SE has not worked in the UK, although she has acted as a carer, from to time, for her children. It is not in dispute that SE satisfied the conditions of entitlement to CA in section 70 SSCBA by reason of the care she provided to her children from time to time, subject only to the effect of section 70(4A).
SE’s husband is entitled to, and has been in receipt of, a disability pension from Switzerland since at least 1999.
In July 1999, SW made a claim for Invalid Care Allowance, on the basis that she provided care to one of her children, “C1”. She declared that her husband was in receipt of the Swiss disability pension. Her claim was granted.
At that time, CA would have been understood by the UK to be a “special non-contributory benefit” (“SNCB”) within the meaning of Reg 1408/71, and as such not to be affected in any way by Art 28 of that regulation. So the fact that the claim was granted in 1999 does not in itself say anything about the Respondent’s understanding of Art 28 of Reg 1408/71.
By reason of the grant of CA, the Appellant also become entitled to be credited with national insurance contributions from the date that she was in receipt of CA.

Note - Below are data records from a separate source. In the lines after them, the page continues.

// Backend module - Vulkan abstraction layer
//
// Design: thin wrapper around ash with owning handles
// Every handle keeps the device alive; the device is destroyed last.

pub mod allocator;
pub mod buffer;
pub mod context;
pub mod device;
pub mod fatal;
pub mod frame;
pub mod handle;
pub mod image;
pub mod immediate;
pub mod mesh;
pub mod overlay;
pub mod physical;
pub mod pipeline;
pub mod shader;
pub mod surface;
pub mod swapchain;
pub mod sync;
pub mod texture;

pub use context::GraphicsContext;
pub use device::VulkanDevice;
pub use frame::{FrameContext, FrameError, FrameScheduler, PresentChain, BUFFERING_DEPTH};
pub use immediate::ImmediateSubmitter;
pub use pipeline::{Pipeline, PipelineBuilder};
pub use swapchain::Swapchain;
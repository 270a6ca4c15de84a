// Sampled RGBA8 textures uploaded through a staging buffer
//
// Decoding image files is the caller's job; this takes raw RGBA8 pixels.

use anyhow::Result;
use ash::vk;
use gpu_allocator::MemoryLocation;

use super::context::GraphicsContext;
use super::handle::{ImageView, Sampler};
use super::image::Image;
use super::immediate::ImmediateSubmitter;

pub const TEXTURE_FORMAT: vk::Format = vk::Format::R8G8B8A8_UNORM;

pub struct Texture {
    // Field order is drop order: sampler and view before the image
    sampler: Sampler,
    view: ImageView,
    image: Image,
}

impl Texture {
    pub fn from_rgba8(
        ctx: &GraphicsContext,
        submitter: &mut ImmediateSubmitter,
        width: u32,
        height: u32,
        pixels: &[u8],
    ) -> Result<Self> {
        let expected = rgba8_size(width, height);
        if pixels.len() as u64 != expected || expected == 0 {
            anyhow::bail!(
                "Texture {}x{} needs {} bytes of RGBA8, got {}",
                width,
                height,
                expected,
                pixels.len()
            );
        }

        let mut staging = ctx.create_buffer(
            expected,
            vk::BufferUsageFlags::TRANSFER_SRC,
            MemoryLocation::CpuToGpu,
            "texture staging",
        )?;
        staging.upload(pixels)?;

        let extent = vk::Extent2D { width, height };
        let image = ctx.create_image_2d(
            TEXTURE_FORMAT,
            extent,
            vk::ImageUsageFlags::SAMPLED | vk::ImageUsageFlags::TRANSFER_DST,
            MemoryLocation::GpuOnly,
            "texture",
        )?;

        let (src, dst) = (staging.raw(), image.raw());
        submitter.submit(|device, cmd| unsafe {
            transition(
                device,
                cmd,
                dst,
                vk::ImageLayout::UNDEFINED,
                vk::ImageLayout::TRANSFER_DST_OPTIMAL,
            );

            let region = vk::BufferImageCopy {
                buffer_offset: 0,
                buffer_row_length: 0,
                buffer_image_height: 0,
                image_subresource: vk::ImageSubresourceLayers {
                    aspect_mask: vk::ImageAspectFlags::COLOR,
                    mip_level: 0,
                    base_array_layer: 0,
                    layer_count: 1,
                },
                image_offset: vk::Offset3D::default(),
                image_extent: vk::Extent3D {
                    width,
                    height,
                    depth: 1,
                },
            };
            device.cmd_copy_buffer_to_image(
                cmd,
                src,
                dst,
                vk::ImageLayout::TRANSFER_DST_OPTIMAL,
                &[region],
            );

            transition(
                device,
                cmd,
                dst,
                vk::ImageLayout::TRANSFER_DST_OPTIMAL,
                vk::ImageLayout::SHADER_READ_ONLY_OPTIMAL,
            );
        })?;

        let view = ctx.create_image_view_2d(&image)?;
        let sampler = ctx.create_sampler(vk::Filter::NEAREST, vk::SamplerAddressMode::REPEAT)?;

        log::debug!("Uploaded {}x{} texture", width, height);

        Ok(Self {
            sampler,
            view,
            image,
        })
    }

    pub fn extent(&self) -> vk::Extent2D {
        self.image.extent()
    }

    pub fn view(&self) -> vk::ImageView {
        self.view.raw()
    }

    pub fn sampler(&self) -> vk::Sampler {
        self.sampler.raw()
    }

    /// Write this texture as a combined image sampler at `binding` of `set`
    pub fn bind_to_descriptor_set(&self, ctx: &GraphicsContext, set: vk::DescriptorSet, binding: u32) {
        let image_info = [vk::DescriptorImageInfo {
            sampler: self.sampler(),
            image_view: self.view(),
            image_layout: vk::ImageLayout::SHADER_READ_ONLY_OPTIMAL,
        }];
        let write = vk::WriteDescriptorSet::builder()
            .dst_set(set)
            .dst_binding(binding)
            .descriptor_type(vk::DescriptorType::COMBINED_IMAGE_SAMPLER)
            .image_info(&image_info)
            .build();
        ctx.write_descriptor_set(&[write]);
    }
}

pub fn rgba8_size(width: u32, height: u32) -> u64 {
    width as u64 * height as u64 * 4
}

/// Layout transition for a single-mip color image
unsafe fn transition(
    device: &ash::Device,
    cmd: vk::CommandBuffer,
    image: vk::Image,
    old_layout: vk::ImageLayout,
    new_layout: vk::ImageLayout,
) {
    let (src_access, dst_access, src_stage, dst_stage) = barrier_masks(old_layout, new_layout);

    let barrier = vk::ImageMemoryBarrier::builder()
        .old_layout(old_layout)
        .new_layout(new_layout)
        .src_queue_family_index(vk::QUEUE_FAMILY_IGNORED)
        .dst_queue_family_index(vk::QUEUE_FAMILY_IGNORED)
        .image(image)
        .subresource_range(vk::ImageSubresourceRange {
            aspect_mask: vk::ImageAspectFlags::COLOR,
            base_mip_level: 0,
            level_count: 1,
            base_array_layer: 0,
            layer_count: 1,
        })
        .src_access_mask(src_access)
        .dst_access_mask(dst_access)
        .build();

    device.cmd_pipeline_barrier(
        cmd,
        src_stage,
        dst_stage,
        vk::DependencyFlags::empty(),
        &[],
        &[],
        &[barrier],
    );
}

fn barrier_masks(
    old_layout: vk::ImageLayout,
    new_layout: vk::ImageLayout,
) -> (
    vk::AccessFlags,
    vk::AccessFlags,
    vk::PipelineStageFlags,
    vk::PipelineStageFlags,
) {
    match (old_layout, new_layout) {
        (vk::ImageLayout::UNDEFINED, vk::ImageLayout::TRANSFER_DST_OPTIMAL) => (
            vk::AccessFlags::empty(),
            vk::AccessFlags::TRANSFER_WRITE,
            vk::PipelineStageFlags::TOP_OF_PIPE,
            vk::PipelineStageFlags::TRANSFER,
        ),
        (vk::ImageLayout::TRANSFER_DST_OPTIMAL, vk::ImageLayout::SHADER_READ_ONLY_OPTIMAL) => (
            vk::AccessFlags::TRANSFER_WRITE,
            vk::AccessFlags::SHADER_READ,
            vk::PipelineStageFlags::TRANSFER,
            vk::PipelineStageFlags::FRAGMENT_SHADER,
        ),
        _ => (
            vk::AccessFlags::MEMORY_WRITE,
            vk::AccessFlags::MEMORY_READ | vk::AccessFlags::MEMORY_WRITE,
            vk::PipelineStageFlags::ALL_COMMANDS,
            vk::PipelineStageFlags::ALL_COMMANDS,
        ),
    }
}
// GPU memory allocator
//
// gpu-allocator needs `&mut` access, so it lives behind a mutex. All access
// happens from the single driving thread; the lock is never contended.
// The allocator is taken out before the logical device is destroyed.

use anyhow::{Context, Result};
use ash::vk;
use gpu_allocator::vulkan::{
    Allocation, AllocationCreateDesc, AllocationScheme, Allocator, AllocatorCreateDesc,
};
use parking_lot::Mutex;
use std::sync::atomic::{AtomicUsize, Ordering};

/// Where a resource's memory comes from
#[derive(Debug, Clone, Copy, Default, PartialEq, Eq)]
pub enum AllocationKind {
    /// Sub-allocated from the allocator's shared memory blocks
    #[default]
    Shared,
    /// A driver allocation of its own, bound to exactly one resource
    Dedicated,
}

impl AllocationKind {
    pub(crate) fn buffer_scheme(self, buffer: vk::Buffer) -> AllocationScheme {
        match self {
            Self::Shared => AllocationScheme::GpuAllocatorManaged,
            Self::Dedicated => AllocationScheme::DedicatedBuffer(buffer),
        }
    }

    pub(crate) fn image_scheme(self, image: vk::Image) -> AllocationScheme {
        match self {
            Self::Shared => AllocationScheme::GpuAllocatorManaged,
            Self::Dedicated => AllocationScheme::DedicatedImage(image),
        }
    }
}

pub struct GpuAllocator {
    inner: Mutex<Option<Allocator>>,
    live: AtomicUsize,
}

impl GpuAllocator {
    pub fn new(
        instance: &ash::Instance,
        physical_device: vk::PhysicalDevice,
        device: &ash::Device,
    ) -> Result<Self> {
        let allocator = Allocator::new(&AllocatorCreateDesc {
            instance: instance.clone(),
            device: device.clone(),
            physical_device,
            debug_settings: Default::default(),
            buffer_device_address: false,
            allocation_sizes: Default::default(),
        })
        .context("Failed to create GPU memory allocator")?;

        Ok(Self {
            inner: Mutex::new(Some(allocator)),
            live: AtomicUsize::new(0),
        })
    }

    pub fn allocate(&self, desc: &AllocationCreateDesc<'_>) -> Result<Allocation> {
        let mut guard = self.inner.lock();
        let allocator = guard
            .as_mut()
            .context("GPU memory allocator already shut down")?;
        let allocation = allocator
            .allocate(desc)
            .with_context(|| format!("Failed to allocate GPU memory for {}", desc.name))?;
        self.live.fetch_add(1, Ordering::Relaxed);
        Ok(allocation)
    }

    pub fn free(&self, allocation: Allocation) -> Result<()> {
        let mut guard = self.inner.lock();
        let allocator = guard
            .as_mut()
            .context("GPU memory allocator already shut down")?;
        allocator
            .free(allocation)
            .context("Failed to free GPU memory")?;
        self.live.fetch_sub(1, Ordering::Relaxed);
        Ok(())
    }

    /// Number of allocations handed out and not yet freed
    pub fn live_allocations(&self) -> usize {
        self.live.load(Ordering::Relaxed)
    }

    /// Drop the allocator and its memory blocks. Must run before the device
    /// is destroyed.
    pub(crate) fn shutdown(&self) {
        let leaked = self.live_allocations();
        if leaked > 0 {
            log::warn!("Shutting down allocator with {} live allocations", leaked);
        }
        self.inner.lock().take();
    }
}
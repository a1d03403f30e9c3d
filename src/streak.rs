//! Run counting used by both win detection and the heuristic evaluators

use crate::{board::Board, board::Player, COLUMNS, ROWS};

/// The directions scanned from every origin cell as (row step, column step):
/// down, right, diagonal down-right and diagonal up-right
const DIRECTIONS: [(isize, isize); 4] = [(1, 0), (0, 1), (1, 1), (-1, 1)];

/// Counts runs of at least `length` pieces of `color`
///
/// Every cell holding `color` is treated as an origin and scanned in each of
/// the four directions, adding one hit per direction whose run reaches
/// `length`. Overlapping runs are counted once per origin, so a line of four
/// scores three hits at `length` 2.
pub fn count_streaks(board: &Board, color: Player, length: usize) -> usize {
    let mut count = 0;
    for row in 0..ROWS {
        for column in 0..COLUMNS {
            if board.get(row, column) != color.cell() {
                continue;
            }
            for &(row_step, column_step) in DIRECTIONS.iter() {
                if run_length(board, row, column, row_step, column_step) >= length {
                    count += 1;
                }
            }
        }
    }
    count
}

/// The number of consecutive cells matching the origin's color, starting at
/// the origin and stepping by (`row_step`, `column_step`) until a mismatch or
/// the edge of the board
pub fn run_length(
    board: &Board,
    row: usize,
    column: usize,
    row_step: isize,
    column_step: isize,
) -> usize {
    let color = board.get(row, column);
    let (mut r, mut c) = (row as isize, column as isize);
    let mut run = 0;
    while r >= 0
        && r < ROWS as isize
        && c >= 0
        && c < COLUMNS as isize
        && board.get(r as usize, c as usize) == color
    {
        run += 1;
        r += row_step;
        c += column_step;
    }
    run
}
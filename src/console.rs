use anyhow::Result;
use crossterm::{
    style::{style, Attribute, Color, PrintStyledContent},
    QueueableCommand,
};

use std::io::{stdout, Write};

use connect4_gametree::{Board, Cell, GameState, Player, COLUMNS, ROWS};

/// Draws the board top row first, with one-indexed column labels above it
pub fn display(board: &Board) -> Result<()> {
    let mut stdout = stdout();

    let cols: String = (1..=COLUMNS).map(|x| x.to_string()).collect();
    stdout.queue(PrintStyledContent(style(cols + "\n")))?;

    for row in 0..ROWS {
        for column in 0..COLUMNS {
            stdout.queue(PrintStyledContent(
                style("O")
                    .attribute(Attribute::Bold)
                    .on(Color::DarkBlue)
                    .with(match board.get(row, column) {
                        Cell::PlayerOne => Color::Red,
                        Cell::PlayerTwo => Color::Yellow,
                        Cell::Empty => Color::DarkBlue,
                    }),
            ))?;
        }
        stdout.queue(PrintStyledContent(style("\n")))?;
    }
    stdout.flush()?;
    Ok(())
}

/// A short label for `player`, marking which side the agent plays
pub fn player_name(player: Player, agent: Player) -> String {
    let number = match player {
        Player::One => 1,
        Player::Two => 2,
    };
    if player == agent {
        format!("Player {} (agent)", number)
    } else {
        format!("Player {}", number)
    }
}

/// The closing message for a finished game, if it is finished
pub fn outcome(state: GameState, agent: Player) -> Option<String> {
    match state {
        GameState::Playing => None,
        GameState::PlayerOneWin => Some(format!("{} wins!", player_name(Player::One, agent))),
        GameState::PlayerTwoWin => Some(format!("{} wins!", player_name(Player::Two, agent))),
        GameState::Draw => Some("Draw!".to_string()),
    }
}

From 1 April 2003, Invalid Care Allowance was renamed “Carer’s Allowance” (“CA”). This did not affect SE’s entitlement.
Also in 2003, SE made a claim for CA in respect of another child, “C2”. This was granted and there was no break in her claim.
On 18 October 2007, the ECJ gave its judgment in EU Commission v Council and Parliament of the EU (Case C-299/05), [2007] ECR I-8696, holding that CA (along with Disability Living Allowance (“DLA”) and Attendance Allowance (“AA”)) were not SNCBs but were cash sickness benefits. However, rightly or wrongly, no point was taken by the Respondent that this in any way affected SE’s entitlement to CA at this time. Likewise no point was taken that the coming into force of Reg 83/2004 in 2010 or 2012 affected SE’s claim.
SE submitted a further claim in respect of another child, “C3”, from 12 November 2018.
On 4 April 2019, the Respondent made a decision was made that SE was not entitled to CA from 12 November 2018:
… because the UK is not the competent state for payment of cash sickness benefits.
SE disagreed, and sought to challenge that decision, eventually bringing an appeal to the First-tier Tribunal (“FTT”).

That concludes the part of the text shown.